You can learn more about file format details by checking out APNIC’s RIR statistics exchange format.
💻 Creating a Program to Query an IP ↔ Country Database
Now that we know the data sources (RIR FTP servers) and the file formats, we can build a tool. For example, you could:
- Every day at 09:00 (UTC+9), download each
delegated-{REGISTRY}-latest
file from every RIR’s FTP server - Extract each country / IPv4 / IP range from the downloaded file
- Convert the IP range (start ~ end) into decimal, sort, then save to a file
- Load the country-IP-range pairs into memory
- Use binary search
Here’s some sample code:
# builtin modules
import os
import ipaddress
import asyncio
from datetime import datetime
# install modules
import aiohttp
intervals = []
today = datetime.now().strftime("%Y%m%d")
RIR_URLS = [
"https://ftp.apnic.net/stats/apnic/delegated-apnic-extended-latest",
"https://ftp.arin.net/pub/stats/arin/delegated-arin-extended-latest",
"https://ftp.lacnic.net/pub/stats/lacnic/delegated-lacnic-extended-latest",
"https://ftp.ripe.net/pub/stats/ripencc/delegated-ripencc-extended-latest",
"https://ftp.afrinic.net/stats/afrinic/delegated-afrinic-extended-latest",
]
MAPPING_DATABASE = f"./rsc/{today}_mapping.db"
# Download
async def fetch(session, url):
async with session.get(url) as response:
print(f"[{response.status}] - {url}")
content = await response.read()
filename = url.split("/")[-1]
filepath = f"./rsc/{today}_{filename}"
with open(filepath, "wb") as f:
f.write(content)
return
# Download coroutine
async def download():
async with aiohttp.ClientSession() as session:
await asyncio.gather(*(fetch(session, url) for url in RIR_URLS))
print("Download Complete")
return
# Load database
def init_database():
if not os.path.exists("./rsc"):
os.mkdir("./rsc")
# If the IP database set exists, load it into memory
if os.path.exists(MAPPING_DATABASE):
print("Databse load")
with open(MAPPING_DATABASE, "r") as f:
for line in f:
start_ip, end_ip, country = line.strip().split(",")
intervals.append((int(start_ip), int(end_ip), country))
return
# If it doesn't exist, download, process, and save
asyncio.run(download())
for rir_url in RIR_URLS:
filename = rir_url.split("/")[-1]
filepath = f"./rsc/{today}_{filename}"
with open(filepath, "r") as f:
for line in f:
line = line.strip().split("|")
if len(line) != 8 or line[2] != "ipv4":
continue
country = line[1]
ip = line[3]
ip_range = line[4]
start_ip = int(ipaddress.IPv4Address(ip))

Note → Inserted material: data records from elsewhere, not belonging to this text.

//! WebSocket listener.
//!
//! Each accepted socket goes through the HTTP upgrade with an `Origin`
//! check. The origin host becomes the peer identity; upgrades without a
//! parseable origin are refused with 403 before any connection starts.

use std::io;
use std::net::SocketAddr;
use std::sync::Arc;

use tokio::net::{TcpListener, TcpStream};
use tokio_tungstenite::tungstenite::handshake::server::{ErrorResponse, Request, Response};
use tokio_tungstenite::tungstenite::http::{StatusCode, Uri, header};
use tokio_util::sync::CancellationToken;
use tracing::{debug, info, warn};
use webfs_rpc::{ConnectionOptions, PeerConnection, RejectCalls, Transport};
use webfs_types::PeerIdentity;

use crate::config::ServerConfig;
use crate::constants::UPGRADE_TIMEOUT;
use crate::router::Router;

/// Who is on the other end of an upgrade.
#[derive(Debug, Clone, PartialEq, Eq)]
pub struct PeerOrigin {
    pub identity: PeerIdentity,
    /// The full `Origin` header value.
    pub url: String,
}

/// Parse an `Origin` header value into a peer origin. `None` for opaque
/// origins (`null`) and values without a host.
pub fn parse_origin(value: &str) -> Option<PeerOrigin> {
    let value = value.trim();
    let uri: Uri = value.parse().ok()?;
    uri.scheme()?;
    let host = uri.host().filter(|h| !h.is_empty())?;
    Some(PeerOrigin {
        identity: PeerIdentity::new(host),
        url: value.to_string(),
    })
}

fn forbidden(reason: &str) -> ErrorResponse {
    let mut response = ErrorResponse::new(Some(reason.to_string()));
    *response.status_mut() = StatusCode::FORBIDDEN;
    response
}

pub struct WebFsServer {
    listener: TcpListener,
    router: Arc<Router>,
    options: ConnectionOptions,
}

impl WebFsServer {
    /// Bind the listening socket.
    pub async fn bind(config: &ServerConfig, router: Arc<Router>) -> io::Result<Self> {
        let listener = TcpListener::bind(config.bind_addr()).await?;
        Ok(Self {
            listener,
            router,
            options: config.connection_options(),
        })
    }

    pub fn local_addr(&self) -> io::Result<SocketAddr> {
        self.listener.local_addr()
    }

    pub fn router(&self) -> &Arc<Router> {
        &self.router
    }

    /// Accept connections until `shutdown` fires.
    pub async fn run(self, shutdown: CancellationToken) -> io::Result<()> {
        info!(addr = %self.local_addr()?, "listening for peers");
        loop {
            let (stream, remote) = tokio::select! {
                _ = shutdown.cancelled() => break,
                accepted = self.listener.accept() => match accepted {
                    Ok(pair) => pair,
                    Err(e) => {
                        warn!("accept failed: {e}");
                        continue;
                    }
                },
            };
            let router = self.router.clone();
            let options = self.options.clone();
            tokio::spawn(async move {
                if let Err(e) = serve_socket(stream, remote, router, options).await {
                    debug!(%remote, "socket ended: {e}");
                }
            });
        }
        info!("listener stopped");
        Ok(())
    }
}

async fn serve_socket(
    stream: TcpStream,
    remote: SocketAddr,
    router: Arc<Router>,
    options: ConnectionOptions,
) -> io::Result<()> {
    let mut origin: Option<PeerOrigin> = None;
    let check_origin = |request: &Request, response: Response| {
        let header = request
            .headers()
            .get(header::ORIGIN)
            .and_then(|v| v.to_str().ok());
        match header.and_then(parse_origin) {
            Some(parsed) => {
                origin = Some(parsed);
                Ok(response)
            }
            None => {
                warn!(%remote, origin = ?header, "refusing upgrade without a usable origin");
                Err(forbidden("an Origin header with a host is required"))
            }
        }
    };

    let upgrade = tokio_tungstenite::accept_hdr_async(stream, check_origin);
    let ws = match tokio::time::timeout(UPGRADE_TIMEOUT, upgrade).await {
        Ok(Ok(ws)) => ws,
        Ok(Err(e)) => return Err(io::Error::other(e)),
        Err(_) => return Err(io::Error::new(io::ErrorKind::TimedOut, "upgrade timed out")),
    };
    let Some(origin) = origin else {
        return Err(io::Error::other("upgrade completed without an origin"));
    };

    let conn = PeerConnection::start(
        Transport::websocket(ws),
        origin.identity,
        origin.url,
        Arc::new(RejectCalls),
        options,
    )
    .map_err(io::Error::other)?;
    router.attach(conn);
    Ok(())
}

#[cfg(test)]
mod tests {
    use super::*;

    #[test]
    fn test_parse_origin() {
        let o = parse_origin("https://Shop.Example:8443").unwrap();
        assert_eq!(o.identity.as_str(), "shop.example");
        assert_eq!(o.url, "https://Shop.Example:8443");

        assert_eq!(
            parse_origin("http://localhost:5000").unwrap().identity.as_str(),
            "localhost"
        );
        assert_eq!(parse_origin("null"), None);
        assert_eq!(parse_origin(""), None);
        assert_eq!(parse_origin("/relative"), None);
    }
}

end_ip = (int(ipaddress.IPv4Address(ip)) + int(ip_range)) - 1
result = (start_ip, end_ip, country)
intervals.append(result)
# Save the data
intervals.sort(key=lambda x: x[0])
with open(MAPPING_DATABASE, "w") as f:
for interval in intervals:
line = f"{interval[0]},{interval[1]},{interval[2]}"
f.write(line + "\n")
print("Databse load")
return
# Search
def search(search_ip):
result = None
try:
search_ip = int(ipaddress.IPv4Address(search_ip))
except:
return None
left, right = 0, len(intervals) - 1
while left <= right:
mid = (left + right) // 2
start_ip, end_ip, country = intervals[mid]
if start_ip <= search_ip <= end_ip:
result = country
break
elif start_ip > search_ip:
right = mid - 1
else:
left = mid + 1
return result
def main():
init_database()
while True:
ipv4 = input("Insert IPv4: ")
r = search(ipv4)
print(r)
if __name__ == "__main__":
main()
Once downloaded from the RIRs, you’ll see that around 253,714 IP ranges (covering the roughly 3.7 billion public IPs) exist. That effectively means you can figure out the country of any public IP. Interestingly, the program I wrote above seems to perform 30–250 times faster lookups than queries using .mmdb
.
My guess is that MMDB might have more granularly subdivided IP ranges and also stores additional data (like ASN), so that could explain the difference.
✨ Conclusion
RIR data only contains information such as which IP addresses were assigned (e.g., IP block allocations). It doesn’t tell you which ASNs those IPs belong to. To figure that out, you’d need to collect data from BGP (Border Gateway Protocol) tables. Because this post has already grown quite long, I’ll continue this topic in a future article.
For sanity’s sake, I personally recommend regularly downloading an .mmdb
file from ipinfo or another provider, if feasible.